The people of Nawaisomo are used to helicopters now.
But when they hear the chacka-chacka-chacka noise coming from the distance, they still down tools, grab their babies and rush to the open patch of land on the edge of this remote highland village on Fiji's main island, Viti Levu.
The New Zealand Defence Force NH90 carrying tents, a young policeman and a judicial official roped in to do disaster relief, is the twelfth such aid run to Nawaisomo since Cyclone Winston hit with massive force nearly two months ago.
More than a third of Fiji's population, many in far flung islands and remote areas like this, have been affected in some way.
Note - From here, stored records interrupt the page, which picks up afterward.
// In-memory tmux stand-in for tests. Records every invocation and simulates
// just enough server state (sessions, windows) for the query, kill and
// rename paths to behave like the real thing.

use std::cell::RefCell;
use std::collections::HashMap;

use super::{describe, Runner};
use crate::error::TmuxError;

#[derive(Debug, Clone)]
struct FakeWindow {
    index: usize,
    name: String,
    active: bool,
}

#[derive(Debug, Clone)]
struct FakeSession {
    name: String,
    path: String,
    attached: bool,
    windows: Vec<FakeWindow>,
}

#[derive(Debug, Default)]
struct ServerState {
    sessions: Vec<FakeSession>,
    current: Option<String>,
}

#[derive(Default)]
pub struct FakeTmux {
    state: RefCell<ServerState>,
    calls: RefCell<Vec<Vec<String>>>,
    failures: RefCell<HashMap<String, String>>,
    outputs: RefCell<HashMap<String, String>>,
}

impl FakeTmux {
    pub fn new() -> Self {
        Self::default()
    }

    /// Add a live session with the given window names (indices 0..n, first active).
    pub fn with_session(self, name: &str, path: &str, windows: &[&str]) -> Self {
        let windows = windows.iter().enumerate()
            .map(|(i, w)| FakeWindow { index: i, name: w.to_string(), active: i == 0 })
            .collect();
        self.state.borrow_mut().sessions.push(FakeSession {
            name: name.to_string(),
            path: path.to_string(),
            attached: false,
            windows,
        });
        self
    }

    /// Mark `name` as the session the invoking client is attached to.
    pub fn with_current(self, name: &str) -> Self {
        {
            let mut state = self.state.borrow_mut();
            state.current = Some(name.to_string());
            if let Some(s) = state.sessions.iter_mut().find(|s| s.name == name) {
                s.attached = true;
            }
        }
        self
    }

    /// Every later invocation of `verb` fails with `stderr`.
    pub fn fail_on(&self, verb: &str, stderr: &str) {
        self.failures.borrow_mut().insert(verb.to_string(), stderr.to_string());
    }

    pub fn clear_failures(&self) {
        self.failures.borrow_mut().clear();
    }

    /// Replace the stdout of `verb` with canned text.
    pub fn set_output(&self, verb: &str, stdout: &str) {
        self.outputs.borrow_mut().insert(verb.to_string(), stdout.to_string());
    }

    /// Invocations as space-joined strings, e.g. "kill-session -t api".
    pub fn calls(&self) -> Vec<String> {
        self.calls.borrow().iter().map(|c| c.join(" ")).collect()
    }

    pub fn call_args(&self) -> Vec<Vec<String>> {
        self.calls.borrow().clone()
    }

    /// Invocations whose verb is `verb`.
    pub fn calls_to(&self, verb: &str) -> Vec<String> {
        self.calls.borrow().iter()
            .filter(|c| c.first().map(String::as_str) == Some(verb))
            .map(|c| c.join(" "))
            .collect()
    }

    pub fn clear_calls(&self) {
        self.calls.borrow_mut().clear();
    }

    pub fn session_names(&self) -> Vec<String> {
        self.state.borrow().sessions.iter().map(|s| s.name.clone()).collect()
    }

    pub fn window_names(&self, session: &str) -> Vec<String> {
        self.state.borrow().sessions.iter()
            .find(|s| s.name == session)
            .map(|s| s.windows.iter().map(|w| w.name.clone()).collect())
            .unwrap_or_default()
    }

    fn simulate(&self, args: &[&str]) -> Result<String, String> {
        let verb = args.first().copied().unwrap_or("");
        let mut state = self.state.borrow_mut();
        match verb {
            "list-sessions" => {
                if state.sessions.is_empty() {
                    return Err("no server running on /tmp/tmux-1000/default".into());
                }
                Ok(state.sessions.iter()
                    .map(|s| format!("{}\t{}\t{}\t{}", s.name, s.windows.len(), s.attached as u8, s.path))
                    .collect::<Vec<_>>()
                    .join("\n"))
            }
            "list-windows" => {
                let name = flag_value(args, "-t").unwrap_or("");
                let session = find(&state.sessions, name)?;
                Ok(session.windows.iter()
                    .map(|w| format!("{}\t{}\t{}", w.index, w.name, w.active as u8))
                    .collect::<Vec<_>>()
                    .join("\n"))
            }
            "has-session" => {
                find(&state.sessions, flag_value(args, "-t").unwrap_or("")).map(|_| String::new())
            }
            "display-message" => state.current.clone().ok_or_else(|| "no current client".to_string()),
            "new-session" => {
                let name = flag_value(args, "-s").unwrap_or("");
                if state.sessions.iter().any(|s| s.name == name) {
                    return Err(format!("duplicate session: {}", name));
                }
                state.sessions.push(FakeSession {
                    name: name.to_string(),
                    path: flag_value(args, "-c").unwrap_or("").to_string(),
                    attached: false,
                    windows: vec![FakeWindow { index: 0, name: "shell".into(), active: true }],
                });
                Ok(String::new())
            }
            "new-window" => {
                let session = find_mut(&mut state.sessions, flag_value(args, "-t").unwrap_or(""))?;
                let index = session.windows.iter().map(|w| w.index + 1).max().unwrap_or(0);
                session.windows.iter_mut().for_each(|w| w.active = false);
                session.windows.push(FakeWindow {
                    index,
                    name: flag_value(args, "-n").unwrap_or("shell").to_string(),
                    active: true,
                });
                Ok(String::new())
            }
            "rename-window" => {
                let (session, index) = split_target(flag_value(args, "-t").unwrap_or(""))?;
                let new_name = args.last().copied().unwrap_or("");
                let session = find_mut(&mut state.sessions, session)?;
                let window = session.windows.iter_mut().find(|w| w.index == index)
                    .ok_or_else(|| format!("can't find window: {}", index))?;
                window.name = new_name.to_string();
                Ok(String::new())
            }
            "kill-session" => {
                let name = flag_value(args, "-t").unwrap_or("");
                find(&state.sessions, name)?;
                state.sessions.retain(|s| s.name != name);
                Ok(String::new())
            }
            "kill-window" => {
                let (name, index) = split_target(flag_value(args, "-t").unwrap_or(""))?;
                let session = find_mut(&mut state.sessions, name)?;
                let before = session.windows.len();
                session.windows.retain(|w| w.index != index);
                if session.windows.len() == before {
                    return Err(format!("can't find window: {}", index));
                }
                let emptied = session.windows.is_empty();
                let name = name.to_string();
                if emptied {
                    state.sessions.retain(|s| s.name != name);
                }
                Ok(String::new())
            }
            "rename-session" => {
                let old = flag_value(args, "-t").unwrap_or("");
                let new = args.last().copied().unwrap_or("");
                if state.sessions.iter().any(|s| s.name == new) {
                    return Err(format!("duplicate session: {}", new));
                }
                find_mut(&mut state.sessions, old)?.name = new.to_string();
                if state.current.as_deref() == Some(old) {
                    state.current = Some(new.to_string());
                }
                Ok(String::new())
            }
            "select-window" => {
                let (name, index) = split_target(flag_value(args, "-t").unwrap_or(""))?;
                let session = find_mut(&mut state.sessions, name)?;
                for w in session.windows.iter_mut() {
                    w.active = w.index == index;
                }
                Ok(String::new())
            }
            _ => Ok(String::new()),
        }
    }
}

impl Runner for FakeTmux {
    fn run(&self, args: &[&str]) -> Result<String, TmuxError> {
        self.calls.borrow_mut().push(args.iter().map(|a| a.to_string()).collect());
        let verb = args.first().copied().unwrap_or("");

        if let Some(stderr) = self.failures.borrow().get(verb) {
            return Err(TmuxError::CommandFailed { command: describe(args), stderr: stderr.clone() });
        }
        if let Some(stdout) = self.outputs.borrow().get(verb) {
            return Ok(stdout.clone());
        }
        self.simulate(args)
            .map_err(|stderr| TmuxError::CommandFailed { command: describe(args), stderr })
    }
}

fn flag_value<'a>(args: &[&'a str], flag: &str) -> Option<&'a str> {
    args.iter().position(|a| *a == flag).and_then(|i| args.get(i + 1)).copied()
}

fn split_target(target: &str) -> Result<(&str, usize), String> {
    let (session, rest) = target.split_once(':').ok_or_else(|| format!("bad target: {}", target))?;
    let window = rest.split('.').next().unwrap_or("");
    let index = window.parse().map_err(|_| format!("bad window index: {}", window))?;
    Ok((session, index))
}

// Like tmux: "=name" is exact, otherwise an exact name wins over a
// unique prefix.
fn find<'a>(sessions: &'a [FakeSession], target: &str) -> Result<&'a FakeSession, String> {
    let missing = || format!("can't find session: {}", target);
    if let Some(exact) = target.strip_prefix('=') {
        return sessions.iter().find(|s| s.name == exact).ok_or_else(missing);
    }
    if let Some(s) = sessions.iter().find(|s| s.name == target) {
        return Ok(s);
    }
    let mut prefixed = sessions.iter().filter(|s| s.name.starts_with(target));
    match (prefixed.next(), prefixed.next()) {
        (Some(s), None) => Ok(s),
        _ => Err(missing()),
    }
}

fn find_mut<'a>(sessions: &'a mut [FakeSession], name: &str) -> Result<&'a mut FakeSession, String> {
    sessions.iter_mut().find(|s| s.name == name).ok_or_else(|| format!("can't find session: {}", name))
}
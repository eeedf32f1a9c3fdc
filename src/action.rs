// Key-level intents. `event` maps raw keys to these per mode; `app` consumes them.

#[derive(Debug, Clone, Copy, PartialEq, Eq)]
pub enum Action {
    NavigateUp,
    NavigateDown,
    NavigateLeft,
    NavigateRight,
    Select,
    Kill,
    Rename,
    Refresh,
    Quit,

    ConfirmYes,
    ConfirmNo,

    InputChar(char),
    InputBackspace,
    InputDelete,
    InputLeft,
    InputRight,
    InputHome,
    InputEnd,
    InputSubmit,
    InputEscape,

    None,
}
The Fiji government has been leading the relief effort, with the help of the United Nations, aid agencies and countries like New Zealand and Australia which have deployed hundreds of troops, and assets like the Air Force NH90 and the Navy ship HMNZS Canterbury.
A NZDF spokesman Logan Vaughan said New Zealand will wind up its operation in Fiji at the end of this week.
"Initially a lot of the aid we took in, we took in from New Zealand and Australia and the places nearby. Lately countries like China and other countries have been giving a lot of aid also and we're just getting that out there as the second or third rotation of aid out to these outlying places," he said.
Nawaisomo is the first stop for Flight Lieutenant Peter Familton and his crew today.
They have been making up to six drops a day and there is a competition going among the flight crew over who has clocked up the most flying hours during the Fiji aid effort.
"The village that we're taking the stores to in Taveuni, I know that over 70 percent of the houses there were affected and this is the first chance that they've had to receive any stores, so yeah, it's pretty important that we get them up there," said Flight Lieutenant Familton.
In Nawaisomo, the goverment workers Setoki Qalubau and Livai Rasomai have half-an-hour on the ground to show the villagers how to erect the tents before the NH90 has to depart again.
As they set to work, the village chief Ratu Waisea Drakusiwale invites me to sit down cross-legged on his verandah which overlooks the other houses and surrounding hill country.
Ratu Waisea was a scrub-cutter in Whanganui, New Zealand in the early 1980s and we chat for a while, but the conversation soon turns to the cyclone, the damage it has wrought and how the village is managing.
The trees are still ragged and torn but the houses look to have been repaired and some have shiny new roofs.
He said about a dozen houses out of seventy-odd were damaged and some were write-offs.
"This is the worst hurricane I have seen in all my life. I am 68-years-old and it is the worst, very frightening," he said, pointing down under the house where people huddled during the hours of ferocious winds.
He said the children are always excited to see the helicopters arrive and there is a chorus of chuckles from the women sitting nearby when I ask if the aid drops have become too "everyday" now.
After Winston's damage, only one way out
Nawaisomo can only be reached by river boat and a long and bumpy drive to Suva.
Ratu Waisea said the village had become even more isolated since Winston as his boat was washed away when the river flooded.
The only transport to the road end now is by bilibili, a traditional style of raft crafted from bamboo or other local materials.
He said the newly-arrived tents will be useful in case there is another cyclone but he said the biggest problem is a lack of food.
He leads me to a view of the hills in the distance where the staple cassava crop was planted.
"All has been devastated in this cyclone, all the cassava, taro, everything gone," he said. "Some (green) vegetables are coming up now, but food (root vegetables) it's going to take seven, eight months."
He said the crops dug up after Winston have gone off.
"It's like a candle if you boil it."
Ratu Waisea said they are managing and still have three meals a day but he is obviously worried about the future.
Some households are starting to run out of the government-issued rations consisting of rice and other staples.
One of the small children has been sick and he had to transport her out to hospital. He suspects it was to do with the lack of food.
Drinking water, toilets and general sanitation have been a big concern throughout the country after water supplies and toilets were damaged by Winston.
But the Naiwaisomo villagers say there has only been a little bit of diarrhoea and the water engineers who came in on another aid run have made sure the water is safe to drink.
It is time to head back to the helicopter but Ratu Waisea wants to show me the new boat he is finely crafting from the timber he has managed to have brought up from Suva.
It is urgently needed so he can get to the capital and relay the village's concerns and needs for the future especially as mobile networks have been patchy.
I join the rush to the chopper as its blades start up again but Ratu Waisea wants me to pass on a message to the authorities about the need for more food.
I assure him I will pass on the message.
"If you can please. We need food for 300 people. It's very important."
When I get back I contact the provincial authorities who confirm they are aware of the village's needs.
It has already received seven loads of government-supplied rations and they say more food is on its way.